VMWare writes a hypervisor that is specific for a hardware architecture, period. They don't are about the OS, just the hardware. So, VMWare has this x86 hypervisor that will run as long as the hardware is compatible. Our manufacturer in China is only concerned about meeting the requirements of the hypervisor. Thats it. So as long as China PC, Inc. has a VMWare hypervisor compatible PC, they are OK.

"But wait" you may say, "what can I run on this thing?" Well, perhaps our friends at Open Office invests in the time and effort to learn to write to the VMWare hypervisor API's and creates an integrated Office Suite that runs on that hypervisor. THEY write the code to the VMWare hypervisor spec and the PC manufacturer also creates hardware that supports the VMWare hypervisor and the Open Office runs on the VMWare hypervisor running on the China PC, Inc's PC. Even better: IBM then says "Hey, we already have a hypervisor that runs on the i5 hardware. We'll publish that spec and help folks write applications to that standard". In that case, again the Open Office folks go ahead and port their VMWare hypervisor code to run on the IBM i5 hypervisor and, Voila, we now have OO running native on the i5 hypervisor.

Now, I am not saying that architecturally this is possible. Or, that writing a GUI application to the i5 hypervisor would be trivial. However, we have Linux running on a VM on the i5 hypervisor so I guess anything is possible.

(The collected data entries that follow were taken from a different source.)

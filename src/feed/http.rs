//! Object-store client for daily snapshot files

use super::{parse_ndjson, snapshot_url, SnapshotSource};
use crate::config::FeedConfig;
use crate::error::{Result, SpreadError};
use crate::types::{Asset, Exchange, Observation};
use async_trait::async_trait;
use chrono::{NaiveDate, Utc};
use reqwest::Client;
use std::time::Duration;
use tracing::debug;

/// Fetches snapshot files over HTTP(S)
pub struct HttpSnapshotSource {
    http: Client,
    base_url: String,
}

impl HttpSnapshotSource {
    /// Create a new client; the timeout bounds every fetch
    pub fn new(config: &FeedConfig) -> Result<Self> {
        let http = Client::builder()
            .timeout(Duration::from_secs(config.timeout_secs))
            .build()?;

        Ok(Self {
            http,
            base_url: config.base_url.trim_end_matches('/').to_string(),
        })
    }

    pub fn base_url(&self) -> &str {
        &self.base_url
    }
}

#[async_trait]
impl SnapshotSource for HttpSnapshotSource {
    fn name(&self) -> &str {
        "http"
    }

    async fn fetch_day(
        &self,
        exchange: Exchange,
        asset: Asset,
        day: NaiveDate,
    ) -> Result<Vec<Observation>> {
        let url = snapshot_url(&self.base_url, exchange, asset, day);
        // Cache-busting parameter
        let bust = Utc::now().timestamp_millis().to_string();

        let resp = self
            .http
            .get(&url)
            .query(&[("v", bust.as_str())])
            .send()
            .await?;

        let status = resp.status();
        if !status.is_success() {
            return Err(SpreadError::Fetch {
                status: status.as_u16(),
                url,
            });
        }

        let body = resp.text().await?;
        let observations = parse_ndjson(&body)?;
        debug!("Fetched {} snapshots from {}", observations.len(), url);
        Ok(observations)
    }
}
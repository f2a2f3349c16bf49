//! Error types for the spread monitor

use thiserror::Error;

#[derive(Error, Debug)]
pub enum SpreadError {
    #[error("Network error: {0}")]
    Network(#[from] reqwest::Error),

    #[error("JSON parsing error: {0}")]
    Json(#[from] serde_json::Error),

    #[error("Fetch failed ({status}) for {url}")]
    Fetch { status: u16, url: String },

    #[error("Malformed snapshot record on line {line}: {source}")]
    Parse {
        line: usize,
        #[source]
        source: serde_json::Error,
    },

    #[error("Configuration error: {0}")]
    Config(String),

    #[error("Invalid parameter: {0}")]
    InvalidParameter(String),

    #[error("Internal error: {0}")]
    Internal(String),
}

impl From<config::ConfigError> for SpreadError {
    fn from(err: config::ConfigError) -> Self {
        SpreadError::Config(err.to_string())
    }
}

pub type Result<T> = std::result::Result<T, SpreadError>;
//! Order-Book Spread Monitor
//!
//! Loads one-minute order-book snapshots per exchange, resamples them,
//! aligns exchanges by timestamp and attaches moving averages of the spread
//! metrics, producing a wide table ready for charting.

pub mod config;
pub mod error;
pub mod feed;
pub mod naming;
pub mod pipeline;
pub mod refresh;
pub mod series;
pub mod types;
pub mod view;
//! Snapshot retrieval
//!
//! One newline-delimited JSON file per (exchange, asset, UTC day), each line a
//! one-minute order-book snapshot. Sources:
//! - HTTP object store (production)
//! - In-memory mock (tests, dry runs)

mod http;
pub mod mock;
#[cfg(test)]
mod tests;

pub use http::HttpSnapshotSource;
pub use mock::MockSnapshotSource;

use crate::error::{Result, SpreadError};
use crate::types::{Asset, Exchange, Field, Observation};
use async_trait::async_trait;
use chrono::{NaiveDate, Utc};
use serde_json::Value;
use tracing::warn;

/// Provider of daily snapshot batches
#[async_trait]
pub trait SnapshotSource: Send + Sync {
    /// Source name for logs
    fn name(&self) -> &str;

    /// Fetch and normalize all snapshots of one day, in file order
    async fn fetch_day(
        &self,
        exchange: Exchange,
        asset: Asset,
        day: NaiveDate,
    ) -> Result<Vec<Observation>>;
}

/// Current UTC calendar day
pub fn today_utc() -> NaiveDate {
    Utc::now().date_naive()
}

/// Object path of one daily file, e.g. `{base}/coinbase/BTC/1min/2025-01-01.jsonl`
pub fn snapshot_url(base_url: &str, exchange: Exchange, asset: Asset, day: NaiveDate) -> String {
    format!(
        "{}/{}/{}/1min/{}.jsonl",
        base_url.trim_end_matches('/'),
        exchange.id(),
        asset.symbol(),
        day.format("%Y-%m-%d")
    )
}

/// Parse an NDJSON body into observations.
///
/// Blank lines are skipped. A line that is not JSON fails the whole batch;
/// a JSON value that is not a usable record is dropped.
pub fn parse_ndjson(body: &str) -> Result<Vec<Observation>> {
    let mut out = Vec::new();
    let mut dropped = 0usize;

    for (idx, line) in body.lines().enumerate() {
        let line = line.trim();
        if line.is_empty() {
            continue;
        }
        let value: Value = serde_json::from_str(line).map_err(|source| SpreadError::Parse {
            line: idx + 1,
            source,
        })?;
        match normalize_record(&value) {
            Some(obs) => out.push(obs),
            None => dropped += 1,
        }
    }

    if dropped > 0 {
        warn!("Dropped {} snapshot records without a timestamp", dropped);
    }

    Ok(out)
}

/// Keep the timestamp and the fixed numeric fields of a raw record.
///
/// Anything that is not a finite JSON number becomes absent.
pub fn normalize_record(value: &Value) -> Option<Observation> {
    let record = value.as_object()?;
    let t = record.get("t")?.as_str()?;
    if t.is_empty() {
        return None;
    }

    let mut obs = Observation::new(t);
    for field in Field::ALL {
        obs.set(field, record.get(field.record_name()).and_then(Value::as_f64));
    }
    Some(obs)
}
//! Configuration management

use crate::types::{Asset, Exchange, Field, MaKind, Timeframe};
use serde::Deserialize;
use std::path::Path;

#[derive(Debug, Clone, Default, Deserialize)]
pub struct Config {
    #[serde(default)]
    pub feed: FeedConfig,
    #[serde(default)]
    pub dashboard: DashboardConfig,
}

#[derive(Debug, Clone, Deserialize)]
#[serde(default)]
pub struct FeedConfig {
    /// Object store prefix holding `{exchange}/{asset}/1min/{day}.jsonl`
    pub base_url: String,
    /// HTTP timeout per fetch in seconds
    pub timeout_secs: u64,
}

#[derive(Debug, Clone, Deserialize)]
#[serde(default)]
pub struct DashboardConfig {
    /// Exchanges to chart; more than one switches to comparison columns
    pub exchanges: Vec<Exchange>,
    pub asset: Asset,
    /// Metric columns to smooth (record names or keys like `L5`)
    pub levels: Vec<Field>,
    /// Moving-average lookbacks, in rows
    pub windows: Vec<usize>,
    pub kinds: Vec<MaKind>,
    pub timeframe: Timeframe,
    /// Seconds between periodic refreshes
    pub refresh_interval_secs: u64,
}

impl Default for FeedConfig {
    fn default() -> Self {
        Self {
            base_url: "https://storage.googleapis.com/bananazone".to_string(),
            timeout_secs: 30,
        }
    }
}

impl Default for DashboardConfig {
    fn default() -> Self {
        Self {
            exchanges: vec![Exchange::Coinbase],
            asset: Asset::Btc,
            levels: vec![Field::SpreadL5Pct, Field::SpreadL50Pct],
            windows: vec![50, 100],
            kinds: vec![MaKind::Sma],
            timeframe: Timeframe::M1,
            refresh_interval_secs: 60,
        }
    }
}

impl Config {
    /// Load configuration from an optional file plus `SPREADSCOPE__*` variables
    pub fn load<P: AsRef<Path>>(path: P) -> anyhow::Result<Self> {
        let expanded = shellexpand::tilde(&path.as_ref().to_string_lossy()).into_owned();

        let settings = config::Config::builder()
            .add_source(config::File::from(Path::new(&expanded)).required(false))
            .add_source(
                config::Environment::with_prefix("SPREADSCOPE")
                    .prefix_separator("__")
                    .separator("__")
                    .try_parsing(true)
                    .list_separator(",")
                    .with_list_parse_key("dashboard.exchanges")
                    .with_list_parse_key("dashboard.levels")
                    .with_list_parse_key("dashboard.windows")
                    .with_list_parse_key("dashboard.kinds"),
            )
            .build()?;

        let config: Config = settings.try_deserialize()?;
        Ok(config)
    }
}

#[cfg(test)]
mod tests {
    use super::*;

    #[test]
    fn test_defaults() {
        let config = Config::default();
        assert_eq!(config.feed.timeout_secs, 30);
        assert!(config.feed.base_url.ends_with("/bananazone"));
        assert_eq!(config.dashboard.exchanges, vec![Exchange::Coinbase]);
        assert_eq!(config.dashboard.windows, vec![50, 100]);
        assert_eq!(config.dashboard.kinds, vec![MaKind::Sma]);
        assert_eq!(config.dashboard.refresh_interval_secs, 60);
    }

    #[test]
    fn test_parse_toml_partial() {
        let config: Config = toml::from_str(
            r#"
            [dashboard]
            exchanges = ["coinbase", "kraken"]
            asset = "ETH"
            levels = ["L100", "spread_L5_pct"]
            kinds = ["sma", "ema"]
            timeframe = "15m"
            "#,
        )
        .unwrap();

        assert_eq!(config.dashboard.exchanges.len(), 2);
        assert_eq!(config.dashboard.asset, Asset::Eth);
        assert_eq!(
            config.dashboard.levels,
            vec![Field::SpreadL100Pct, Field::SpreadL5Pct]
        );
        assert_eq!(config.dashboard.timeframe, Timeframe::M15);
        // untouched keys keep defaults
        assert_eq!(config.dashboard.windows, vec![50, 100]);
        assert_eq!(config.feed.timeout_secs, 30);
    }

    #[test]
    fn test_parse_toml_numeric_timeframe() {
        let config: Config = toml::from_str("[dashboard]\ntimeframe = 60\n").unwrap();
        assert_eq!(config.dashboard.timeframe, Timeframe::M60);
    }

    #[test]
    fn test_parse_toml_rejects_unknown_level() {
        let result: Result<Config, _> = toml::from_str("[dashboard]\nlevels = [\"L7\"]\n");
        assert!(result.is_err());
    }

    #[test]
    fn test_load_missing_file_uses_defaults() {
        let config = Config::load("/nonexistent/spreadscope.toml").unwrap();
        assert_eq!(config.dashboard.asset, Asset::Btc);
    }

    #[test]
    fn test_load_env_overrides_lists() {
        // other load tests only inspect keys not set here
        let vars = [
            ("SPREADSCOPE__DASHBOARD__WINDOWS", "20,40,200"),
            ("SPREADSCOPE__DASHBOARD__EXCHANGES", "kraken,coinbase"),
            ("SPREADSCOPE__DASHBOARD__KINDS", "sma,ema"),
            ("SPREADSCOPE__DASHBOARD__TIMEFRAME", "15"),
        ];
        for (key, value) in vars {
            std::env::set_var(key, value);
        }

        let loaded = Config::load("/nonexistent/spreadscope-env.toml");
        for (key, _) in vars {
            std::env::remove_var(key);
        }

        let config = loaded.unwrap();
        assert_eq!(config.dashboard.windows, vec![20, 40, 200]);
        assert_eq!(
            config.dashboard.exchanges,
            vec![Exchange::Kraken, Exchange::Coinbase]
        );
        assert_eq!(config.dashboard.kinds, vec![MaKind::Sma, MaKind::Ema]);
        assert_eq!(config.dashboard.timeframe, Timeframe::M15);
        assert_eq!(config.dashboard.levels, vec![Field::SpreadL5Pct, Field::SpreadL50Pct]);
    }

    #[test]
    fn test_load_from_file() {
        let path = std::env::temp_dir().join(format!("spreadscope-{}.toml", std::process::id()));
        std::fs::write(
            &path,
            "[feed]\nbase_url = \"https://example.com/b\"\ntimeout_secs = 3\n",
        )
        .unwrap();

        let config = Config::load(&path).unwrap();
        std::fs::remove_file(&path).ok();

        assert_eq!(config.feed.base_url, "https://example.com/b");
        assert_eq!(config.feed.timeout_secs, 3);
    }
}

The point is, the hypervisor virtualizes the hardware so that any application, be it a single app or a guest OS, can run on the hypervisor. The PC manufacture only worries about having "hypervisor compatible" hardware, they don't necessarily write apps specific to the hardware or any apps at all. They leave that task to the developer community.

Pete

Booth Martin wrote:
So, if I am understanding this rightly, a hardware firm in China, say, could make a device with a socket, or two, or three, and manufacture a chip to fit the socket that would have a few modest applications that ran quickly & well? Say, Open Office and Mozilla? There would also be a VM that could run Client Access, Adobe, and Paint Shop Pro, for instance?